Coffea4bees Python Package¶
This directory contains the main Python code for the Coffea4bees project, built on top of the coffea framework for high-energy physics analyses. All code here assumes this directory as the root for relative paths.
Purpose¶
This folder provides all analysis, skimming, machine learning, plotting, and workflow automation tools for 4b physics analyses. It is the main entry point for running and developing new analysis features.
Quickstart¶
To run analysis or skimming from this directory:
- Open the Coffea4bees analysis container (see project README).

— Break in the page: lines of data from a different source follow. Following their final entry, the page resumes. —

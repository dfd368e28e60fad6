//! Loading the canonical registry from PostgreSQL.

use crate::models::CanonicalIdentity;
use crate::registry::CanonicalRegistry;
use anyhow::{bail, Context, Result};
use regex::Regex;
use sqlx::{PgPool, Row};
use std::sync::OnceLock;
use tracing::info;

static TABLE_NAME_RE: OnceLock<Regex> = OnceLock::new();

/// Table names are interpolated into SQL, so only plain (optionally
/// schema-qualified) identifiers are accepted.
pub fn validate_table_name(table: &str) -> Result<()> {
    let re = TABLE_NAME_RE.get_or_init(|| {
        Regex::new(r"^[A-Za-z_][A-Za-z0-9_]{0,62}(\.[A-Za-z_][A-Za-z0-9_]{0,62})?$")
            .expect("table name pattern is valid")
    });
    if !re.is_match(table) {
        bail!("invalid registry table name: {:?}", table);
    }
    Ok(())
}

/// Load every row of `table` (`id`, `name`, `team`, `position`) into a
/// registry. Null team or position become empty strings.
pub async fn load_registry(pool: &PgPool, table: &str) -> Result<CanonicalRegistry> {
    validate_table_name(table)?;

    let sql = format!(
        "SELECT id::BIGINT AS id, name, COALESCE(team, '') AS team, \
         COALESCE(position, '') AS position FROM {} ORDER BY id",
        table
    );
    let rows = sqlx::query(&sql)
        .fetch_all(pool)
        .await
        .with_context(|| format!("Failed to load canonical registry from {}", table))?;

    let mut identities = Vec::with_capacity(rows.len());
    for row in rows {
        identities.push(CanonicalIdentity {
            id: row.try_get("id")?,
            name: row.try_get("name")?,
            team: row.try_get("team")?,
            position: row.try_get("position")?,
        });
    }

    info!("Fetched {} canonical identities from {}", identities.len(), table);
    Ok(CanonicalRegistry::from_identities(identities))
}
//! Name matching.
//!
//! - `normalize`: raw name to comparable form
//! - `strategy`: ordered strategy cascade with context boosting
//! - `suggest`: ranked candidates for human review

pub mod normalize;
pub mod strategy;
pub mod suggest;

pub use normalize::{decode_html_entities, normalize, tokenize};
pub use strategy::{
    apply_boost, rank_order, CascadeOutcome, PreparedQuery, ScoredCandidate, StrategyCascade,
};
pub use suggest::SuggestionEngine;
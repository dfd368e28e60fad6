//! JSON-lines input and output.

use anyhow::{Context, Result};
use name_matching_core::{CanonicalIdentity, SourceObservation};
use serde::Serialize;
use std::fs::File;
use std::io::{self, BufRead, BufReader, BufWriter, Write};
use std::path::Path;

/// Open `path` for reading, or stdin for `-`.
pub fn open_input(path: &str) -> Result<Box<dyn BufRead>> {
    if path == "-" {
        return Ok(Box::new(BufReader::new(io::stdin())));
    }
    let file = File::open(path).with_context(|| format!("Failed to open {}", path))?;
    Ok(Box::new(BufReader::new(file)))
}

/// Open `path` for writing, or stdout when absent.
pub fn open_output(path: Option<&Path>) -> Result<Box<dyn Write>> {
    match path {
        Some(path) => {
            let file = File::create(path)
                .with_context(|| format!("Failed to create {}", path.display()))?;
            Ok(Box::new(BufWriter::new(file)))
        }
        None => Ok(Box::new(BufWriter::new(io::stdout()))),
    }
}

/// One observation per line; blank lines are skipped.
pub fn read_observations(reader: impl BufRead) -> Result<Vec<SourceObservation>> {
    let mut observations = Vec::new();
    for (idx, line) in reader.lines().enumerate() {
        let line = line.context("Failed to read input")?;
        if line.trim().is_empty() {
            continue;
        }
        let observation: SourceObservation = serde_json::from_str(&line)
            .with_context(|| format!("Invalid observation on line {}", idx + 1))?;
        observations.push(observation);
    }
    Ok(observations)
}

pub fn write_lines<T: Serialize>(writer: &mut dyn Write, items: &[T]) -> Result<()> {
    for item in items {
        serde_json::to_writer(&mut *writer, item)?;
        writer.write_all(b"\n")?;
    }
    writer.flush()?;
    Ok(())
}

/// Registry file: a JSON array of `{id, name, team, position}`.
pub fn read_registry_file(path: &Path) -> Result<Vec<CanonicalIdentity>> {
    let file = File::open(path)
        .with_context(|| format!("Failed to open registry file {}", path.display()))?;
    serde_json::from_reader(BufReader::new(file))
        .with_context(|| format!("Invalid registry file {}", path.display()))
}
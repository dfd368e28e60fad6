//! Matching configuration.
//!
//! All thresholds were tuned against one season of FFS/Understat data and
//! must be re-validated against any new corpus, so every one of them can be
//! overridden from the environment (`MATCH_*` variables).

use anyhow::{bail, Result};
use std::env;
use std::str::FromStr;
use std::time::Duration;

/// Tunable thresholds, boosts and limits for the matching pipeline.
#[derive(Debug, Clone, PartialEq)]
pub struct MatchingConfig {
    /// Minimum boosted confidence for an unreviewed match
    pub auto_accept_threshold: f64,
    /// Minimum similarity for the fuzzy strategy in the cascade
    pub fuzzy_floor: f64,
    /// Candidates below this are never suggested
    pub suggestion_floor: f64,
    pub max_suggestions: usize,
    pub team_boost: f64,
    pub position_boost: f64,

    pub exact_confidence: f64,
    pub normalized_confidence: f64,
    pub contains_cap: f64,
    /// Shorter/longer length ratio below which a substring match is ignored
    pub contains_min_ratio: f64,
    /// Shorter side must have at least this many characters
    pub contains_min_len: usize,
    pub token_overlap_cap: f64,
    pub fuzzy_cap: f64,
    pub surname_confidence: f64,
    /// Top candidates within this margin of each other count as tied
    pub ambiguity_margin: f64,

    /// Restrict candidates to the hinted team (falls back to everyone if the
    /// team has no registry entries)
    pub team_prefilter: bool,

    /// Observations resolved concurrently within one batch
    pub batch_concurrency: usize,
    /// Overall deadline for a batch; `None` waits for every observation
    pub batch_timeout: Option<Duration>,
    /// Suggestion scans over at least this many candidates run on rayon
    pub parallel_scan_threshold: usize,

    /// Consecutive store failures before the store is bypassed
    pub store_failure_threshold: u32,
    /// How long the store is bypassed once tripped
    pub store_cooldown: Duration,
}

impl Default for MatchingConfig {
    fn default() -> Self {
        Self {
            auto_accept_threshold: 90.0,
            fuzzy_floor: 60.0,
            suggestion_floor: 30.0,
            max_suggestions: 5,
            team_boost: 10.0,
            position_boost: 5.0,
            exact_confidence: 100.0,
            normalized_confidence: 95.0,
            contains_cap: 85.0,
            contains_min_ratio: 0.3,
            contains_min_len: 3,
            token_overlap_cap: 80.0,
            fuzzy_cap: 75.0,
            surname_confidence: 65.0,
            ambiguity_margin: 0.0,
            team_prefilter: false,
            batch_concurrency: 8,
            batch_timeout: None,
            parallel_scan_threshold: 512,
            store_failure_threshold: 3,
            store_cooldown: Duration::from_secs(30),
        }
    }
}

fn env_or<T: FromStr>(name: &str, default: T) -> T {
    env::var(name)
        .ok()
        .and_then(|v| v.trim().parse().ok())
        .unwrap_or(default)
}

impl MatchingConfig {
    /// Load configuration from environment variables with the built-in defaults.
    pub fn from_env() -> Self {
        Self::from_env_with_defaults(Self::default())
    }

    /// Load configuration from environment variables with fallback to provided defaults
    pub fn from_env_with_defaults(defaults: Self) -> Self {
        let batch_timeout = env::var("MATCH_BATCH_TIMEOUT_SECS")
            .ok()
            .and_then(|v| v.trim().parse::<f64>().ok())
            .filter(|secs| *secs > 0.0)
            .map(Duration::from_secs_f64)
            .or(defaults.batch_timeout);

        Self {
            auto_accept_threshold: env_or("MATCH_AUTO_ACCEPT_THRESHOLD", defaults.auto_accept_threshold),
            fuzzy_floor: env_or("MATCH_FUZZY_FLOOR", defaults.fuzzy_floor),
            suggestion_floor: env_or("MATCH_SUGGESTION_FLOOR", defaults.suggestion_floor),
            max_suggestions: env_or("MATCH_MAX_SUGGESTIONS", defaults.max_suggestions),
            team_boost: env_or("MATCH_TEAM_BOOST", defaults.team_boost),
            position_boost: env_or("MATCH_POSITION_BOOST", defaults.position_boost),
            exact_confidence: env_or("MATCH_EXACT_CONFIDENCE", defaults.exact_confidence),
            normalized_confidence: env_or("MATCH_NORMALIZED_CONFIDENCE", defaults.normalized_confidence),
            contains_cap: env_or("MATCH_CONTAINS_CAP", defaults.contains_cap),
            contains_min_ratio: env_or("MATCH_CONTAINS_MIN_RATIO", defaults.contains_min_ratio),
            contains_min_len: env_or("MATCH_CONTAINS_MIN_LEN", defaults.contains_min_len),
            token_overlap_cap: env_or("MATCH_TOKEN_OVERLAP_CAP", defaults.token_overlap_cap),
            fuzzy_cap: env_or("MATCH_FUZZY_CAP", defaults.fuzzy_cap),
            surname_confidence: env_or("MATCH_SURNAME_CONFIDENCE", defaults.surname_confidence),
            ambiguity_margin: env_or("MATCH_AMBIGUITY_MARGIN", defaults.ambiguity_margin),
            team_prefilter: env::var("MATCH_TEAM_PREFILTER")
                .map(|v| v == "1" || v.to_lowercase() == "true")
                .unwrap_or(defaults.team_prefilter),
            batch_concurrency: env_or("MATCH_BATCH_CONCURRENCY", defaults.batch_concurrency),
            batch_timeout,
            parallel_scan_threshold: env_or("MATCH_PARALLEL_SCAN_THRESHOLD", defaults.parallel_scan_threshold),
            store_failure_threshold: env_or("MATCH_STORE_FAILURE_THRESHOLD", defaults.store_failure_threshold),
            store_cooldown: Duration::from_secs(env_or(
                "MATCH_STORE_COOLDOWN_SECS",
                defaults.store_cooldown.as_secs(),
            )),
        }
    }

    /// Reject settings that would make the pipeline misbehave.
    pub fn validate(&self) -> Result<()> {
        let scores = [
            ("auto_accept_threshold", self.auto_accept_threshold),
            ("fuzzy_floor", self.fuzzy_floor),
            ("suggestion_floor", self.suggestion_floor),
            ("exact_confidence", self.exact_confidence),
            ("normalized_confidence", self.normalized_confidence),
            ("contains_cap", self.contains_cap),
            ("token_overlap_cap", self.token_overlap_cap),
            ("fuzzy_cap", self.fuzzy_cap),
            ("surname_confidence", self.surname_confidence),
        ];
        for (name, value) in scores {
            if !(0.0..=100.0).contains(&value) {
                bail!("{} must be within 0-100, got {}", name, value);
            }
        }
        if self.team_boost < 0.0 || self.position_boost < 0.0 || self.ambiguity_margin < 0.0 {
            bail!("boosts and ambiguity margin must not be negative");
        }
        if !(0.0..=1.0).contains(&self.contains_min_ratio) {
            bail!(
                "contains_min_ratio must be within 0-1, got {}",
                self.contains_min_ratio
            );
        }
        if self.suggestion_floor > self.auto_accept_threshold {
            bail!(
                "suggestion_floor ({}) must not exceed auto_accept_threshold ({})",
                self.suggestion_floor,
                self.auto_accept_threshold
            );
        }
        if self.max_suggestions == 0 {
            bail!("max_suggestions must be at least 1");
        }
        if self.batch_concurrency == 0 {
            bail!("batch_concurrency must be at least 1");
        }
        Ok(())
    }

    /// Same configuration with a batch deadline.
    pub fn with_batch_timeout(mut self, timeout: Duration) -> Self {
        self.batch_timeout = Some(timeout);
        self
    }
}
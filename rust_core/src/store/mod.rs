//! Mapping store.
//!
//! Persists learned `(source_system, source_name) -> canonical_id` mappings
//! so repeated lookups skip the cascade. Two backends:
//! - [`InMemoryMappingStore`]: process-local, optional JSON snapshot
//! - [`PgMappingStore`]: PostgreSQL `name_mappings` table
//!
//! Verified (human-confirmed) mappings are never overwritten by automatic
//! upserts; only another `confirm` replaces them.

use crate::error::StoreError;
use crate::models::{CanonicalId, MappingKey, MappingRecord, MappingStats, MatchStrategy, UpsertOutcome};
use async_trait::async_trait;

pub mod guard;
pub mod memory;
pub mod postgres;

pub use guard::StoreGuard;
pub use memory::InMemoryMappingStore;
pub use postgres::PgMappingStore;

/// Backend-agnostic mapping persistence.
#[async_trait]
pub trait MappingStore: Send + Sync {
    /// Fetch the mapping for `key`, counting the lookup as a use
    /// (`usage_count += 1`, `last_used_at = now`).
    async fn lookup(&self, key: &MappingKey) -> Result<Option<MappingRecord>, StoreError>;

    /// Record an automatic match. Leaves verified mappings untouched.
    async fn upsert(
        &self,
        key: &MappingKey,
        canonical_id: CanonicalId,
        confidence: f64,
        strategy: MatchStrategy,
    ) -> Result<UpsertOutcome, StoreError>;

    /// Record a human decision, replacing whatever was stored.
    async fn confirm(
        &self,
        key: &MappingKey,
        canonical_id: CanonicalId,
        actor: &str,
    ) -> Result<MappingRecord, StoreError>;

    async fn stats(&self) -> Result<MappingStats, StoreError>;

    /// Unverified mappings, least confident first, for human review.
    async fn list_unverified(
        &self,
        source_system: Option<&str>,
        limit: usize,
    ) -> Result<Vec<MappingRecord>, StoreError>;

    /// Backend name for logging
    fn backend_name(&self) -> &str;
}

- Run the main analysis script:
python runner.py --help
- Explore subfolders for specialized tasks (skimming, ML, plotting, etc.).
Folder Overview¶
- analysis/: Main analysis processors, helpers, metadata, tools, and tests for physics analysis.
- analysis_dask/: Dask-based analysis modules and configuration for distributed processing.
- archive/: Archived datasets, plots, and skims from previous runs.
- classifier/: Machine learning models, utilities, and scripts for classification tasks.
- examples/: Example scripts for analysis and meta-data rescue.
- jet_clustering/: Jet clustering algorithms, studies, and synthetic data generation.
- metadata/: Datasets, cross-sections, triggers, and luminosity files for analyses.
- plots/: Plotting scripts, styles, and metadata for visualizations.
- scripts/: Shell scripts for running, testing, and automating analysis jobs.
- skimmer/: Processors for filtering NanoAOD files and saving skimmed (picoAOD) files.
- stats_analysis/: Statistical analysis scripts and Combine framework integration.
- workflows/: Snakemake workflows and rules for automating analysis pipelines.
For more details about each component, refer to the README.md
file in the respective folder.
REANA Integration¶
This package supports running workflows on REANA. The REANA workflow is triggered manually via the GitLab CI pipeline or automatically every Saturday.
Workflow outputs (plots, files) are available at https://plotsalgomez.webtest.cern.ch/HH4b/reana/.
Each output folder is named with the REANA job execution date and the corresponding Git commit hash. Folders are only copied here if the REANA job completes successfully.